(Collected data)
//! W3C Trace Context propagation for outbound provider calls.
//!
//! Every request the relay makes to a third-party API carries the current
//! span's `traceparent` (and `tracestate`, when present) so provider latency
//! shows up inside the inbound request's trace.
//!
//! See: https://www.w3.org/TR/trace-context/

use opentelemetry::trace::TraceContextExt;
use reqwest::header::HeaderMap;
use tracing::Span;
use tracing_opentelemetry::OpenTelemetrySpanExt;

/// Header name for W3C traceparent
pub const TRACEPARENT_HEADER: &str = "traceparent";

/// Header name for W3C tracestate
pub const TRACESTATE_HEADER: &str = "tracestate";

/// Inject current trace context into HTTP request headers.
///
/// Leaves the map untouched when there is no valid span context, e.g. when
/// no OTLP exporter is installed.
pub fn inject_trace_context(headers: &mut HeaderMap) {
    let span = Span::current();
    let context = span.context();
    let otel_span = context.span();
    let span_context = otel_span.span_context();

    if span_context.is_valid() {
        // version-trace_id-span_id-trace_flags
        let traceparent = format!(
            "00-{}-{}-{:02x}",
            span_context.trace_id(),
            span_context.span_id(),
            span_context.trace_flags().to_u8()
        );

        if let Ok(value) = traceparent.parse() {
            headers.insert(TRACEPARENT_HEADER, value);
        }

        let tracestate_str = span_context.trace_state().header();
        if !tracestate_str.is_empty()
            && let Ok(value) = tracestate_str.parse()
        {
            headers.insert(TRACESTATE_HEADER, value);
        }
    }
}

/// Wraps reqwest's `RequestBuilder` and injects trace headers on send.
pub struct TracedRequest {
    request: reqwest::RequestBuilder,
}

impl TracedRequest {
    pub fn new(request: reqwest::RequestBuilder) -> Self {
        Self { request }
    }

    /// Append URL query parameters.
    pub fn query<T: serde::Serialize + ?Sized>(self, query: &T) -> Self {
        Self {
            request: self.request.query(query),
        }
    }

    /// Send an `application/x-www-form-urlencoded` body.
    pub fn form<T: serde::Serialize + ?Sized>(self, form: &T) -> Self {
        Self {
            request: self.request.form(form),
        }
    }

    pub fn basic_auth<U: std::fmt::Display, P: std::fmt::Display>(
        self,
        username: U,
        password: Option<P>,
    ) -> Self {
        Self {
            request: self.request.basic_auth(username, password),
        }
    }

    /// Send the request with trace context headers injected.
    pub async fn send(self) -> Result<reqwest::Response, reqwest::Error> {
        let mut headers = HeaderMap::new();
        inject_trace_context(&mut headers);

        self.request.headers(headers).send().await
    }
}

/// Extension trait for reqwest::Client to create traced requests.
pub trait TracedClientExt {
    fn traced_get(&self, url: &str) -> TracedRequest;
    fn traced_post(&self, url: &str) -> TracedRequest;
}

impl TracedClientExt for reqwest::Client {
    fn traced_get(&self, url: &str) -> TracedRequest {
        TracedRequest::new(self.get(url))
    }

    fn traced_post(&self, url: &str) -> TracedRequest {
        TracedRequest::new(self.post(url))
    }
}
use axum::{http::StatusCode, response::IntoResponse, Json};
use serde_json::json;

use crate::services::get_metrics;

/// Liveness probe. The relay holds no connections, so being up is enough.
pub async fn health_check() -> impl IntoResponse {
    Json(json!({
        "status": "ok",
        "service": "contact-service",
        "version": env!("CARGO_PKG_VERSION")
    }))
}

pub async fn metrics_endpoint() -> impl IntoResponse {
    (
        StatusCode::OK,
        [("content-type", "text/plain; charset=utf-8")],
        get_metrics(),
    )
}
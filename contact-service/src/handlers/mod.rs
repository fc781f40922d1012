//! HTTP handlers for contact-service.

pub mod contact;
pub mod health;

pub use contact::{relay_submission, submit_contact};
pub use health::{health_check, metrics_endpoint};
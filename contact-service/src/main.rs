use contact_service::config::ContactConfig;
use contact_service::services::init_metrics;
use contact_service::startup::Application;
use service_core::observability::init_tracing;

#[tokio::main]
async fn main() -> std::io::Result<()> {
    dotenvy::dotenv().ok();

    let otlp_endpoint = std::env::var("OTLP_ENDPOINT").ok();
    init_tracing("contact-service", "info", otlp_endpoint.as_deref());

    if let Err(e) = init_metrics() {
        tracing::warn!("Metrics disabled: {}", e);
    }

    let config = ContactConfig::load().map_err(|e| {
        tracing::error!("Failed to load configuration: {}", e);
        std::io::Error::other(format!("Configuration error: {}", e))
    })?;

    let app = Application::build(config).await.map_err(|e| {
        tracing::error!("Failed to build application: {}", e);
        std::io::Error::other(format!("Startup error: {}", e))
    })?;

    tracing::info!("🚀 Server running on http://localhost:{}", app.port());

    app.run_until_stopped().await
}
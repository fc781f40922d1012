use contact_service::config::{ContactConfig, CorsConfig, MailboxLayerConfig, TwilioConfig};
use contact_service::startup::Application;
use secrecy::Secret;
use serde_json::{json, Value};
use service_core::config::Config as CoreConfig;
use wiremock::matchers::{header_exists, method, path};
use wiremock::{Mock, MockServer, ResponseTemplate};

pub const ACCOUNT_SID: &str = "AC00000000000000000000000000000000";
pub const FROM_NUMBER: &str = "whatsapp:+14155238886";
pub const TO_NUMBER: &str = "whatsapp:+919800000000";
pub const ACCESS_KEY: &str = "test-access-key";

pub fn messages_path() -> String {
    format!("/2010-04-01/Accounts/{}/Messages.json", ACCOUNT_SID)
}

pub fn asha() -> Value {
    json!({
        "name": "Asha",
        "email": "asha@example.com",
        "service": "Consulting",
        "message": "Please call me"
    })
}

pub struct TestApp {
    pub address: String,
    pub mailboxlayer: MockServer,
    pub twilio: MockServer,
    pub client: reqwest::Client,
}

impl TestApp {
    pub async fn spawn() -> Self {
        let mailboxlayer = MockServer::start().await;
        let twilio = MockServer::start().await;
        let verifier_url = mailboxlayer.uri();

        Self::spawn_with(mailboxlayer, twilio, verifier_url).await
    }

    /// Point the verifier at an address nothing listens on.
    pub async fn spawn_with_unreachable_verifier() -> Self {
        let mailboxlayer = MockServer::start().await;
        let twilio = MockServer::start().await;

        Self::spawn_with(mailboxlayer, twilio, "http://127.0.0.1:1".to_string()).await
    }

    async fn spawn_with(mailboxlayer: MockServer, twilio: MockServer, verifier_url: String) -> Self {
        // Use random port for testing (port 0)
        let config = ContactConfig {
            common: CoreConfig { port: 0 },
            twilio: TwilioConfig {
                account_sid: ACCOUNT_SID.to_string(),
                auth_token: Secret::new("test-token".to_string()),
                from_number: FROM_NUMBER.to_string(),
                to_number: TO_NUMBER.to_string(),
                api_base_url: twilio.uri(),
                enabled: true,
            },
            mailboxlayer: MailboxLayerConfig {
                access_key: Secret::new(ACCESS_KEY.to_string()),
                api_base_url: verifier_url,
                enabled: true,
            },
            cors: CorsConfig {
                allowed_origins: Vec::new(),
            },
        };

        let app = Application::build(config)
            .await
            .expect("Failed to build test application");

        let port = app.port();
        let address = format!("http://127.0.0.1:{}", port);

        tokio::spawn(async move {
            app.run_until_stopped().await.ok();
        });

        // Wait for HTTP server to be ready by polling health endpoint
        let client = reqwest::Client::new();
        let health_url = format!("{}/health", address);
        for _ in 0..50 {
            if client.get(&health_url).send().await.is_ok() {
                break;
            }
            tokio::time::sleep(tokio::time::Duration::from_millis(50)).await;
        }

        TestApp {
            address,
            mailboxlayer,
            twilio,
            client,
        }
    }

    pub async fn mock_verdict(&self, format_valid: bool, smtp_check: bool) {
        Mock::given(method("GET"))
            .and(path("/check"))
            .respond_with(ResponseTemplate::new(200).set_body_json(json!({
                "email": "asha@example.com",
                "format_valid": format_valid,
                "mx_found": true,
                "smtp_check": smtp_check,
                "score": 0.8
            })))
            .mount(&self.mailboxlayer)
            .await;
    }

    pub async fn mock_message_created(&self, sid: &str) {
        Mock::given(method("POST"))
            .and(path(messages_path()))
            .and(header_exists("authorization"))
            .respond_with(ResponseTemplate::new(201).set_body_json(json!({
                "sid": sid,
                "status": "queued",
                "to": TO_NUMBER,
                "from": FROM_NUMBER
            })))
            .mount(&self.twilio)
            .await;
    }

    pub async fn mock_message_rejected(&self, status: u16, code: i64, message: &str) {
        Mock::given(method("POST"))
            .and(path(messages_path()))
            .respond_with(ResponseTemplate::new(status).set_body_json(json!({
                "code": code,
                "message": message,
                "more_info": format!("https://www.twilio.com/docs/errors/{}", code),
                "status": status
            })))
            .mount(&self.twilio)
            .await;
    }

    pub async fn submit(&self, body: &Value) -> reqwest::Response {
        self.client
            .post(format!("{}/submit-contact", self.address))
            .json(body)
            .send()
            .await
            .expect("Failed to execute request")
    }

    pub async fn twilio_requests(&self) -> Vec<wiremock::Request> {
        self.twilio.received_requests().await.unwrap_or_default()
    }

    pub async fn mailboxlayer_requests(&self) -> Vec<wiremock::Request> {
        self.mailboxlayer.received_requests().await.unwrap_or_default()
    }
}
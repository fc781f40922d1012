use axum::{extract::Request, http::header, middleware::Next, response::IntoResponse};

/// Hardening headers for a JSON-only API: nothing may be framed or rendered.
pub async fn security_headers_middleware(req: Request, next: Next) -> impl IntoResponse {
    let mut response = next.run(req).await;
    let headers = response.headers_mut();

    headers.insert(
        header::X_CONTENT_TYPE_OPTIONS,
        header::HeaderValue::from_static("nosniff"),
    );
    headers.insert(
        header::STRICT_TRANSPORT_SECURITY,
        header::HeaderValue::from_static("max-age=31536000; includeSubDomains"),
    );
    headers.insert(
        header::CONTENT_SECURITY_POLICY,
        header::HeaderValue::from_static("default-src 'none'; frame-ancestors 'none'"),
    );
    headers.insert(
        header::X_FRAME_OPTIONS,
        header::HeaderValue::from_static("DENY"),
    );

    response
}
use std::error::Error;
use std::path::PathBuf;

use chrono::Utc;
use clap::Args;
use gridwatch_core::{EventDb, EventFilter};

#[derive(Args)]
pub struct NextArgs {
    /// Session type (any, practice, qualifying, shootout, sprint, race)
    #[arg(long, default_value = "any")]
    event: String,
    /// Events database (defaults to ~/.config/gridwatch/calendar.db)
    #[arg(long)]
    db: Option<PathBuf>,
}

pub fn run(args: NextArgs) -> Result<(), Box<dyn Error>> {
    let filter = EventFilter::parse(&args.event)
        .ok_or_else(|| format!("unknown event type '{}'", args.event))?;
    let db = EventDb::open(&super::db_path(args.db)?)?;

    match db.next_event(filter, Utc::now())? {
        Some(event) => println!("Next {}\n{event}", event.event_type.label()),
        None => println!("No upcoming {} on the calendar", filter.label()),
    }
    Ok(())
}
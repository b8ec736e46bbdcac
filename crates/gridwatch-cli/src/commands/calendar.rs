use std::error::Error;
use std::path::PathBuf;

use chrono::Utc;
use clap::Args;
use gridwatch_core::{EventDb, EventFilter};

#[derive(Args)]
pub struct CalendarArgs {
    /// Session type (any, practice, qualifying, shootout, sprint, race)
    #[arg(long, default_value = "any")]
    event: String,
    /// Events database (defaults to ~/.config/gridwatch/calendar.db)
    #[arg(long)]
    db: Option<PathBuf>,
}

pub fn run(args: CalendarArgs) -> Result<(), Box<dyn Error>> {
    let filter = EventFilter::parse(&args.event)
        .ok_or_else(|| format!("unknown event type '{}'", args.event))?;
    let db = EventDb::open(&super::db_path(args.db)?)?;

    let events = db.upcoming_events(filter, Utc::now())?;
    if events.is_empty() {
        println!("No upcoming {} on the calendar", filter.label());
        return Ok(());
    }
    for event in events {
        println!("{event}");
    }
    Ok(())
}
use std::error::Error;

use clap::Subcommand;
use gridwatch_core::DiscordSink;

#[derive(Subcommand)]
pub enum AuthAction {
    /// Discord webhook: login / logout / status
    Discord {
        #[command(subcommand)]
        action: AuthOp,
    },
}

#[derive(Subcommand)]
pub enum AuthOp {
    /// Store the webhook URL in the OS keyring
    Login {
        #[arg(long)]
        webhook_url: String,
    },
    /// Remove the stored credential
    Logout,
    /// Check whether a webhook is configured
    Status,
}

pub fn run(action: AuthAction) -> Result<(), Box<dyn Error>> {
    match action {
        AuthAction::Discord { action } => handle_discord(action),
    }
}

fn handle_discord(op: AuthOp) -> Result<(), Box<dyn Error>> {
    match op {
        AuthOp::Login { webhook_url } => {
            let mut sink = DiscordSink::new();
            sink.set_credentials(&webhook_url)?;
            sink.validate()?;
            println!("Discord webhook configured");
        }
        AuthOp::Logout => {
            let mut sink = DiscordSink::new();
            sink.disconnect()?;
            println!("Discord webhook removed");
        }
        AuthOp::Status => {
            let sink = DiscordSink::new();
            println!(
                "{}",
                if sink.is_configured() {
                    "configured"
                } else {
                    "not configured"
                }
            );
        }
    }
    Ok(())
}
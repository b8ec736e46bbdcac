//! Plain-text table rendering for chat output.
//!
//! Monospace tables with `+---+` separators and centered cells; column
//! widths grow to fit the widest value. Used by the standings and calendar
//! command responses.

/// ASCII table builder.
#[derive(Debug, Clone)]
pub struct Table {
    /// (label, width) per column; width includes one space of padding per side.
    columns: Vec<(String, usize)>,
    rows: Vec<Vec<String>>,
}

impl Table {
    pub fn new(columns: &[&str]) -> Self {
        Self {
            columns: columns
                .iter()
                .map(|label| (label.to_string(), label.len() + 2))
                .collect(),
            rows: Vec::new(),
        }
    }

    /// Append a row. The cell count must match the column count.
    pub fn add_row(&mut self, cells: Vec<String>) {
        debug_assert_eq!(cells.len(), self.columns.len());
        for (cell, column) in cells.iter().zip(self.columns.iter_mut()) {
            if cell.len() + 2 > column.1 {
                column.1 = cell.len() + 2;
            }
        }
        self.rows.push(cells);
    }

    pub fn is_empty(&self) -> bool {
        self.rows.is_empty()
    }

    /// Render the full table.
    pub fn output(&self) -> String {
        let mut out = Vec::with_capacity(self.rows.len() + 4);
        out.push(self.separator());
        out.push(self.render_row(self.columns.iter().map(|(label, _)| label.as_str())));
        out.push(self.separator());
        for row in &self.rows {
            out.push(self.render_row(row.iter().map(String::as_str)));
        }
        out.push(self.separator());
        out.join("\n")
    }

    fn separator(&self) -> String {
        let mut sep = String::new();
        for (_, width) in &self.columns {
            sep.push('+');
            sep.push_str(&"-".repeat(*width));
        }
        sep.push('+');
        sep
    }

    fn render_row<'a>(&self, cells: impl Iterator<Item = &'a str>) -> String {
        let mut text = String::new();
        for (cell, &(_, width)) in cells.zip(self.columns.iter()) {
            text.push('|');
            text.push_str(&format!("{cell:^width$}"));
        }
        text.push('|');
        text
    }
}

_EXERCISE PROMPT_:
Locate the lines above that contain "label" and copy them.

_SOLUTION FOR THIS PROBLEM_:
        Some(event) => println!("Next {}\n{event}", event.event_type.label()),
        None => println!("No upcoming {} on the calendar", filter.label()),
        println!("No upcoming {} on the calendar", filter.label());
    /// (label, width) per column; width includes one space of padding per side.
                .map(|label| (label.to_string(), label.len() + 2))
        out.push(self.render_row(self.columns.iter().map(|(label, _)| label.as_str())));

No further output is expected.